## Prompt
Without leaving out a single line, copy the records exactly.

+-------+

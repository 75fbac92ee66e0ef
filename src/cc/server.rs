use std::time::{Duration, Instant};

use crate::rtp::TransportFeedback;
use crate::util::epoch_millis;

// Cadence of periodic feedback emission.
const FEEDBACK_INTERVAL: Duration = Duration::from_millis(100);

// Upper bound for one feedback packet on the wire.
const MAX_FEEDBACK_LEN: usize = 1200;

/// Receive-side transport-wide feedback production.
///
/// Every incoming packet carrying a wide sequence number is added to the
/// current feedback packet. When the builder refuses a pair (gap, delta
/// or size overflow) the current packet is emitted and a successor takes
/// over, seeded with the last accepted pair as pre-base. A 100 ms timer
/// flushes whatever is pending.
#[derive(Debug)]
pub struct TccServer {
    feedback: TransportFeedback,
    feedback_count: u8,
    next_emit: Option<Instant>,
}

impl TccServer {
    pub fn new() -> TccServer {
        let mut feedback = TransportFeedback::new();
        feedback.feedback_count = 0;

        TccServer {
            feedback,
            feedback_count: 0,
            next_emit: None,
        }
    }

    /// Start the periodic timer.
    pub fn transport_connected(&mut self, now: Instant) {
        self.next_emit = Some(now + FEEDBACK_INTERVAL);
    }

    /// Stop the periodic timer.
    pub fn transport_disconnected(&mut self) {
        self.next_emit = None;
    }

    /// Feed one received packet's wide sequence number.
    ///
    /// Returns a feedback packet when one had to be emitted to make room.
    pub fn incoming_packet(&mut self, now: Instant, wide_seq: u16) -> Option<TransportFeedback> {
        let arrival_ms = epoch_millis(now);

        let mut emitted = None;

        if !self.feedback.add_packet(wide_seq, arrival_ms, MAX_FEEDBACK_LEN) {
            trace!("Feedback packet full, emitting now");
            emitted = self.emit();

            // The refused pair opens the successor packet.
            self.feedback
                .add_packet(wide_seq, arrival_ms, MAX_FEEDBACK_LEN);
        }

        if self.feedback.is_full() {
            if emitted.is_none() {
                emitted = self.emit();
            } else {
                // Extremely unlikely: both rotation and fill in one call.
                self.emit();
            }
        }

        emitted
    }

    /// Next periodic emission deadline.
    pub fn poll_timeout(&self) -> Option<Instant> {
        self.next_emit
    }

    /// Fire the periodic timer. Returns the feedback to send, if any.
    pub fn handle_timeout(&mut self, now: Instant) -> Option<TransportFeedback> {
        let next = self.next_emit?;
        if now < next {
            return None;
        }
        self.next_emit = Some(now + FEEDBACK_INTERVAL);

        self.emit()
    }

    fn emit(&mut self) -> Option<TransportFeedback> {
        if !self.feedback.is_serializable() {
            return None;
        }

        let last = self.feedback.last_received();

        let mut out = std::mem::take(&mut self.feedback);
        out.finalize();
        out.feedback_count = self.feedback_count;

        self.feedback_count = self.feedback_count.wrapping_add(1);

        // Seed the successor with the last accepted pair as pre-base so
        // the sequence coverage is continuous across packets.
        if let Some((seq, ts)) = last {
            self.feedback.add_packet(seq, ts, MAX_FEEDBACK_LEN);
        }

        Some(out)
    }
}

impl Default for TccServer {
    fn default() -> Self {
        TccServer::new()
    }
}

#[cfg(test)]
mod test {
    use super::*;
    use crate::rtp::PacketStatus;

    #[test]
    fn periodic_emission() {
        let start = Instant::now();
        let mut server = TccServer::new();
        server.transport_connected(start);

        for i in 0..5u16 {
            let now = start + Duration::from_millis(i as u64 * 10);
            assert!(server.incoming_packet(now, i).is_none());
        }

        let deadline = server.poll_timeout().unwrap();
        let fb = server.handle_timeout(deadline).expect("feedback due");

        let received: Vec<u16> = fb
            .iter()
            .filter(|(_, s, _)| *s != PacketStatus::NotReceived)
            .map(|(seq, _, _)| seq)
            .collect();

        // The first pair is the pre-base and not represented.
        assert_eq!(received, vec![1, 2, 3, 4]);
    }

    #[test]
    fn nothing_to_emit_before_base() {
        let start = Instant::now();
        let mut server = TccServer::new();
        server.transport_connected(start);

        // Only the pre-base seen.
        server.incoming_packet(start, 0);

        let deadline = server.poll_timeout().unwrap();
        assert!(server.handle_timeout(deadline).is_none());
    }

    #[test]
    fn rotation_on_oversized_delta() {
        let start = Instant::now();
        let mut server = TccServer::new();
        server.transport_connected(start);

        server.incoming_packet(start, 0);
        server.incoming_packet(start + Duration::from_millis(10), 1);
        server.incoming_packet(start + Duration::from_millis(20), 2);

        // 9 seconds gap exceeds the representable delta: rotation.
        let late = start + Duration::from_secs(9);
        let emitted = server.incoming_packet(late, 3);

        let fb = emitted.expect("rotation emitted the old packet");
        let received: Vec<u16> = fb
            .iter()
            .filter(|(_, s, _)| *s != PacketStatus::NotReceived)
            .map(|(seq, _, _)| seq)
            .collect();
        assert_eq!(received, vec![1, 2]);

        // The refused pair seeds the successor, whose base it becomes
        // once the following packet arrives.
        server.incoming_packet(late + Duration::from_millis(5), 4);
        let deadline = server.poll_timeout().unwrap();
        let next = server.handle_timeout(deadline + Duration::from_secs(9)).unwrap();
        assert_eq!(next.feedback_count, 1);
    }

    #[test]
    fn feedback_counts_increase() {
        let start = Instant::now();
        let mut server = TccServer::new();
        server.transport_connected(start);

        let mut counts = vec![];
        for round in 0..3u64 {
            for i in 0..5u16 {
                let now = start + Duration::from_millis(round * 100 + i as u64 * 10);
                server.incoming_packet(now, (round * 5 + i as u64) as u16);
            }
            let deadline = server.poll_timeout().unwrap();
            if let Some(fb) = server.handle_timeout(deadline) {
                counts.push(fb.feedback_count);
            }
        }

        assert_eq!(counts, vec![0, 1, 2]);
    }
}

+-------+

## Solution
repository 75fbac92ee66e0ef
filename src/cc/server.rs
use std::time::{Duration, Instant};

use crate::rtp::TransportFeedback;
use crate::util::epoch_millis;

// Cadence of periodic feedback emission.
const FEEDBACK_INTERVAL: Duration = Duration::from_millis(100);

// Upper bound for one feedback packet on the wire.
const MAX_FEEDBACK_LEN: usize = 1200;

/// Receive-side transport-wide feedback production.
///
/// Every incoming packet carrying a wide sequence number is added to the
/// current feedback packet. When the builder refuses a pair (gap, delta
/// or size overflow) the current packet is emitted and a successor takes
/// over, seeded with the last accepted pair as pre-base. A 100 ms timer
/// flushes whatever is pending.
#[derive(Debug)]
pub struct TccServer {
    feedback: TransportFeedback,
    feedback_count: u8,
    next_emit: Option<Instant>,
}

impl TccServer {
    pub fn new() -> TccServer {
        let mut feedback = TransportFeedback::new();
        feedback.feedback_count = 0;

        TccServer {
            feedback,
            feedback_count: 0,
            next_emit: None,
        }
    }

    /// Start the periodic timer.
    pub fn transport_connected(&mut self, now: Instant) {
        self.next_emit = Some(now + FEEDBACK_INTERVAL);
    }

    /// Stop the periodic timer.
    pub fn transport_disconnected(&mut self) {
        self.next_emit = None;
    }

    /// Feed one received packet's wide sequence number.
    ///
    /// Returns a feedback packet when one had to be emitted to make room.
    pub fn incoming_packet(&mut self, now: Instant, wide_seq: u16) -> Option<TransportFeedback> {
        let arrival_ms = epoch_millis(now);

        let mut emitted = None;

        if !self.feedback.add_packet(wide_seq, arrival_ms, MAX_FEEDBACK_LEN) {
            trace!("Feedback packet full, emitting now");
            emitted = self.emit();

            // The refused pair opens the successor packet.
            self.feedback
                .add_packet(wide_seq, arrival_ms, MAX_FEEDBACK_LEN);
        }

        if self.feedback.is_full() {
            if emitted.is_none() {
                emitted = self.emit();
            } else {
                // Extremely unlikely: both rotation and fill in one call.
                self.emit();
            }
        }

        emitted
    }

    /// Next periodic emission deadline.
    pub fn poll_timeout(&self) -> Option<Instant> {
        self.next_emit
    }

    /// Fire the periodic timer. Returns the feedback to send, if any.
    pub fn handle_timeout(&mut self, now: Instant) -> Option<TransportFeedback> {
        let next = self.next_emit?;
        if now < next {
            return None;
        }
        self.next_emit = Some(now + FEEDBACK_INTERVAL);

        self.emit()
    }

    fn emit(&mut self) -> Option<TransportFeedback> {
        if !self.feedback.is_serializable() {
            return None;
        }

        let last = self.feedback.last_received();

        let mut out = std::mem::take(&mut self.feedback);
        out.finalize();
        out.feedback_count = self.feedback_count;

        self.feedback_count = self.feedback_count.wrapping_add(1);

        // Seed the successor with the last accepted pair as pre-base so
        // the sequence coverage is continuous across packets.
        if let Some((seq, ts)) = last {
            self.feedback.add_packet(seq, ts, MAX_FEEDBACK_LEN);
        }

        Some(out)
    }
}

impl Default for TccServer {
    fn default() -> Self {
        TccServer::new()
    }
}

#[cfg(test)]
mod test {
    use super::*;
    use crate::rtp::PacketStatus;

    #[test]
    fn periodic_emission() {
        let start = Instant::now();
        let mut server = TccServer::new();
        server.transport_connected(start);

        for i in 0..5u16 {
            let now = start + Duration::from_millis(i as u64 * 10);
            assert!(server.incoming_packet(now, i).is_none());
        }

        let deadline = server.poll_timeout().unwrap();
        let fb = server.handle_timeout(deadline).expect("feedback due");

        let received: Vec<u16> = fb
            .iter()
            .filter(|(_, s, _)| *s != PacketStatus::NotReceived)
            .map(|(seq, _, _)| seq)
            .collect();

        // The first pair is the pre-base and not represented.
        assert_eq!(received, vec![1, 2, 3, 4]);
    }

    #[test]
    fn nothing_to_emit_before_base() {
        let start = Instant::now();
        let mut server = TccServer::new();
        server.transport_connected(start);

        // Only the pre-base seen.
        server.incoming_packet(start, 0);

        let deadline = server.poll_timeout().unwrap();
        assert!(server.handle_timeout(deadline).is_none());
    }

    #[test]
    fn rotation_on_oversized_delta() {
        let start = Instant::now();
        let mut server = TccServer::new();
        server.transport_connected(start);

        server.incoming_packet(start, 0);
        server.incoming_packet(start + Duration::from_millis(10), 1);
        server.incoming_packet(start + Duration::from_millis(20), 2);

        // 9 seconds gap exceeds the representable delta: rotation.
        let late = start + Duration::from_secs(9);
        let emitted = server.incoming_packet(late, 3);

        let fb = emitted.expect("rotation emitted the old packet");
        let received: Vec<u16> = fb
            .iter()
            .filter(|(_, s, _)| *s != PacketStatus::NotReceived)
            .map(|(seq, _, _)| seq)
            .collect();
        assert_eq!(received, vec![1, 2]);

        // The refused pair seeds the successor, whose base it becomes
        // once the following packet arrives.
        server.incoming_packet(late + Duration::from_millis(5), 4);
        let deadline = server.poll_timeout().unwrap();
        let next = server.handle_timeout(deadline + Duration::from_secs(9)).unwrap();
        assert_eq!(next.feedback_count, 1);
    }

    #[test]
    fn feedback_counts_increase() {
        let start = Instant::now();
        let mut server = TccServer::new();
        server.transport_connected(start);

        let mut counts = vec![];
        for round in 0..3u64 {
            for i in 0..5u16 {
                let now = start + Duration::from_millis(round * 100 + i as u64 * 10);
                server.incoming_packet(now, (round * 5 + i as u64) as u16);
            }
            let deadline = server.poll_timeout().unwrap();
            if let Some(fb) = server.handle_timeout(deadline) {
                counts.push(fb.feedback_count);
            }
        }

        assert_eq!(counts, vec![0, 1, 2]);
    }
}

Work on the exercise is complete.